唇が離れる時の、雨にかき消された小さな音を私と愛佳だけが拾った。


雨はじわじわとひどくなってきていた。
自分の顔を滴るものが何か分からないくらいには。


「……あいしてよ、」


喉が震えて掠れた声を、風に煽られた木々のざわめきが消した。


「……あいしてるよ」


愛佳がそう言い終わらないくらいに静かに目を閉じると、微かに濡れた唇がまた押し付けられた。
うまく力の入らない手で、愛佳の肩あたりの服を握りしめた。

ふと何かが動く気配がして薄目に世界を見ると、愛佳が白く細い指で、私のイヤリングを外すところだった。

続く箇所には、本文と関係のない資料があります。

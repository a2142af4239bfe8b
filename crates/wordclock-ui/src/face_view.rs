use wordclock_core::{ClockFace, ZoneReading, ZoneSpec};
use wordclock_engine::coords::Vec2;
use wordclock_engine::scene::{DrawList, ZIndex};

use crate::layout::FaceLayout;
use crate::theme::{FaceFonts, Theme};

/// One piece of text on a face.
#[derive(Debug, Clone, PartialEq)]
pub struct Label {
    pub text: String,
    pub position: Vec2,
    pub lit: bool,
}

impl Label {
    fn new(text: impl Into<String>, position: Vec2) -> Self {
        Self { text: text.into(), position, lit: false }
    }
}

/// The labels of a zone caption block (multi-zone faces only).
#[derive(Debug, Clone, PartialEq)]
struct Captions {
    meridiem: Label,
    title: Label,
    city: Label,
}

/// A clock face's label set.
///
/// The view owns its labels. Phrase text and positions are fixed at
/// construction; [`refresh`](Self::refresh) only flips lit flags and swaps
/// the dynamic texts, and [`paint`](Self::paint) records draw commands.
#[derive(Debug, Clone)]
pub struct ClockFaceView {
    face: ClockFace,
    layout: FaceLayout,
    phrases: Vec<Label>,
    center: Label,
    captions: Option<Captions>,
}

impl ClockFaceView {
    /// A bare face: dial phrases and the center hour.
    pub fn new(face: ClockFace, layout: FaceLayout) -> Self {
        let phrases = face
            .phrases()
            .iter()
            .map(|p| Label::new(p.text, layout.phrase_position(p.angle_deg)))
            .collect();

        Self {
            face,
            layout,
            phrases,
            center: Label { lit: true, ..Label::new("", layout.center) },
            captions: None,
        }
    }

    /// Adds the AM/PM label and the zone's title and city below the dial.
    pub fn with_captions(mut self, spec: &ZoneSpec) -> Self {
        self.captions = Some(Captions {
            meridiem: Label { lit: true, ..Label::new("", self.layout.meridiem_position()) },
            title: Label::new(spec.title, self.layout.title_position()),
            city: Label::new(spec.city, self.layout.city_position()),
        });
        self
    }

    #[inline]
    pub fn layout(&self) -> &FaceLayout {
        &self.layout
    }

    #[inline]
    pub fn phrases(&self) -> &[Label] {
        &self.phrases
    }

    #[inline]
    pub fn center(&self) -> &Label {
        &self.center
    }

    /// Current AM/PM text, if this face has captions.
    pub fn meridiem(&self) -> Option<&str> {
        self.captions.as_ref().map(|c| c.meridiem.text.as_str())
    }

    /// Applies a reading: lit flags, center text and AM/PM.
    pub fn refresh(&mut self, reading: &ZoneReading) {
        let mask = self.face.lit(&reading.selection);
        for (label, lit) in self.phrases.iter_mut().zip(mask) {
            label.lit = lit;
        }

        if self.center.text != reading.selection.center {
            self.center.text.clone_from(&reading.selection.center);
        }

        if let Some(captions) = self.captions.as_mut() {
            let text = reading.meridiem.as_str();
            if captions.meridiem.text != text {
                captions.meridiem.text = text.to_string();
            }
        }
    }

    /// Records this face into `list`.
    pub fn paint(&self, list: &mut DrawList, fonts: &FaceFonts, theme: &Theme) {
        if let Some(ring) = theme.dial_ring {
            // Outside the phrase centers so the widest phrase clears it.
            list.push_ring(ZIndex::BACKDROP, self.layout.center, self.layout.radius + 40.0, 1.0, ring);
        }

        for label in &self.phrases {
            let color = if label.lit { theme.lit } else { theme.idle };
            list.push_text_centered(
                ZIndex::LABEL,
                label.text.as_str(),
                fonts.for_lit(label.lit),
                theme.phrase_size,
                color,
                label.position,
            );
        }

        if !self.center.text.is_empty() {
            list.push_text_centered(
                ZIndex::LABEL,
                self.center.text.as_str(),
                fonts.bold,
                theme.center_size,
                theme.lit,
                self.center.position,
            );
        }

        let Some(c) = self.captions.as_ref() else { return };

        if !c.meridiem.text.is_empty() {
            list.push_text_centered(
                ZIndex::LABEL,
                c.meridiem.text.as_str(),
                fonts.regular,
                theme.meridiem_size,
                theme.lit,
                c.meridiem.position,
            );
        }
        for (label, size) in [(&c.title, theme.title_size), (&c.city, theme.city_size)] {
            if label.text.is_empty() {
                continue;
            }
            list.push_text_centered(
                ZIndex::LABEL,
                label.text.as_str(),
                fonts.regular,
                size,
                theme.caption,
                label.position,
            );
        }
    }
}

#[cfg(test)]
mod tests {
    use super::*;
    use wordclock_core::{select_hm, Meridiem, TimeSample, WORLD_ZONES};
    use wordclock_engine::scene::{DrawCmd, TextCmd};
    use wordclock_engine::text::FontId;

    fn reading(h: u32, m: u32, inverted: bool) -> ZoneReading {
        ZoneReading {
            sample: TimeSample::new(h, m).unwrap(),
            selection: select_hm(h, m).unwrap(),
            meridiem: Meridiem::of(h, inverted),
        }
    }

    fn view() -> ClockFaceView {
        ClockFaceView::new(ClockFace::default(), FaceLayout::at(Vec2::new(200.0, 200.0)))
    }

    fn fonts() -> FaceFonts {
        FaceFonts::new(FontId::from_raw(0), Some(FontId::from_raw(1)))
    }

    fn texts(list: &mut DrawList) -> Vec<TextCmd> {
        list.iter_in_paint_order()
            .filter_map(|i| match &i.cmd {
                DrawCmd::Text(t) => Some(t.clone()),
                _ => None,
            })
            .collect()
    }

    #[test]
    fn new_view_places_twelve_unlit_phrases() {
        let v = view();
        assert_eq!(v.phrases().len(), 12);
        assert!(v.phrases().iter().all(|l| !l.lit));
        assert_eq!(v.phrases()[0].text, "IT'S");
        assert_eq!(v.center().text, "");
        assert_eq!(v.meridiem(), None);
    }

    #[test]
    fn refresh_lights_selection() {
        let mut v = view();
        v.refresh(&reading(15, 7, false));
        let lit: Vec<&str> =
            v.phrases().iter().filter(|l| l.lit).map(|l| l.text.as_str()).collect();
        assert_eq!(lit, ["IT'S", "FIVE", "PAST"]);
        assert_eq!(v.center().text, "3");
    }

    #[test]
    fn refresh_clears_previous_highlight() {
        let mut v = view();
        v.refresh(&reading(11, 47, false));
        assert_eq!(v.center().text, "12");
        v.refresh(&reading(12, 0, false));
        let lit: Vec<&str> =
            v.phrases().iter().filter(|l| l.lit).map(|l| l.text.as_str()).collect();
        assert_eq!(lit, ["IT'S"]);
        assert_eq!(v.center().text, "12 O'CLOCK");
    }

    #[test]
    fn captions_show_meridiem() {
        let mut v = view().with_captions(&WORLD_ZONES[2]);
        v.refresh(&reading(0, 10, true));
        assert_eq!(v.meridiem(), Some("PM"));
        v.refresh(&reading(0, 10, false));
        assert_eq!(v.meridiem(), Some("AM"));
    }

    #[test]
    fn paint_bare_face() {
        let mut v = view();
        v.refresh(&reading(6, 37, false));

        let mut list = DrawList::new();
        v.paint(&mut list, &fonts(), &Theme::default());

        let theme = Theme::default();
        let t = texts(&mut list);
        assert_eq!(t.len(), 13, "12 phrases + center");

        let lit: Vec<&str> =
            t.iter().filter(|c| c.color == theme.lit).map(|c| c.text.as_str()).collect();
        assert_eq!(lit, ["IT'S", "FIVE", "TO", "TWENTY", "7"]);

        let center = t.iter().find(|c| c.text == "7").unwrap();
        assert_eq!(center.origin, Vec2::new(200.0, 200.0));
        assert_eq!(center.size, theme.center_size);
        assert_eq!(center.font, FontId::from_raw(1));
    }

    #[test]
    fn paint_captioned_face() {
        let mut v = view().with_captions(&WORLD_ZONES[0]);
        v.refresh(&reading(9, 0, false));

        let mut list = DrawList::new();
        v.paint(&mut list, &fonts(), &Theme::default());
        let t = texts(&mut list);

        for want in ["AM", "Pacific Time (PT)", "Los Angeles"] {
            assert!(t.iter().any(|c| c.text == want), "missing {want}");
        }
        let city = t.iter().find(|c| c.text == "Los Angeles").unwrap();
        assert_eq!(city.origin, Vec2::new(200.0, 430.0));
    }

    #[test]
    fn ring_paints_behind_labels() {
        let v = view();
        let mut list = DrawList::new();
        v.paint(&mut list, &fonts(), &Theme::default());
        let first = list.iter_in_paint_order().next().map(|i| i.cmd.clone());
        assert!(matches!(first, Some(DrawCmd::Circle(_))));

        let mut list = DrawList::new();
        let theme = Theme { dial_ring: None, ..Theme::default() };
        v.paint(&mut list, &fonts(), &theme);
        assert!(list.items().iter().all(|i| matches!(i.cmd, DrawCmd::Text(_))));
    }
}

落ちていくイヤリングがスローモーションのように見えて、やがてそれは、かしゃん、と濡れた地面に叩きつけられた。


唇は塞がれたままで。
思考もふやけたままで。


おもむろに、同じように、愛佳のピアスに手をかけた。
けれど、イヤリングとはまた勝手が違うそれはうまく外れてくれなくて、ただ控えめに指が彼女の耳を彷徨うだけだった。

ふと、息継ぎのように唇が離れた。

浅い呼吸で息を吸ううちに、愛佳がピアスを外して、それを指で持ったまま、私の耳元へ手をやった。


なにするの?の一言は、冷たい吐息の中で消えた。


また真っ黒になった世界で、私の左耳をやさしく撫でた指が、主張せずに開いていたピアスホールに器用にピアスをつけた。
愛佳の指とピアスから伝わった雫が、また冷たく肩に落ちた。

全神経が左耳と唇に集中して、そこにだけ確かに、温もりをもっていた。


「…あいしてるよ、」


一瞬離れ、囁かれた声に私からキスをした。
黒いもやに覆われた寂しさを埋めるように。
左耳と唇だけが持っている温もりが、全身に伝わるように。

両腕を愛佳の背中に回し、指先に当たる短い髪の毛をくしゃりとゆるく握った。


雨は止まない。


止まないでほしい。今だけは。

滲んだ感情と灰色で、今だけは私たちを隠して欲しい。


今や全身に伝う雨粒は、寒気と確かな温もりに発生した結露のようだった。



「…まな、か、…すき?」


「すき」


「…ふ、私だけ、?」


「りさだけ」


唇が微かに触れ合ったままの問いかけは、顎に伝って流れ落ちた。





どうしても息苦しくて、さみしかった日に、雨の中でゆるく抱き合いキスをした。

左耳につけられた金属が、その時差し出された愛は一時的でも偽りでもないと、静かに訴えてくる気がした。


指先の感覚がなくなってしまうまで、ただやさしくて激しい愛に、降られていたかった。



「…あい、してる、」


もうすっかり湿った背中に腕を回し抱きついて、涙に濡れたキスをした。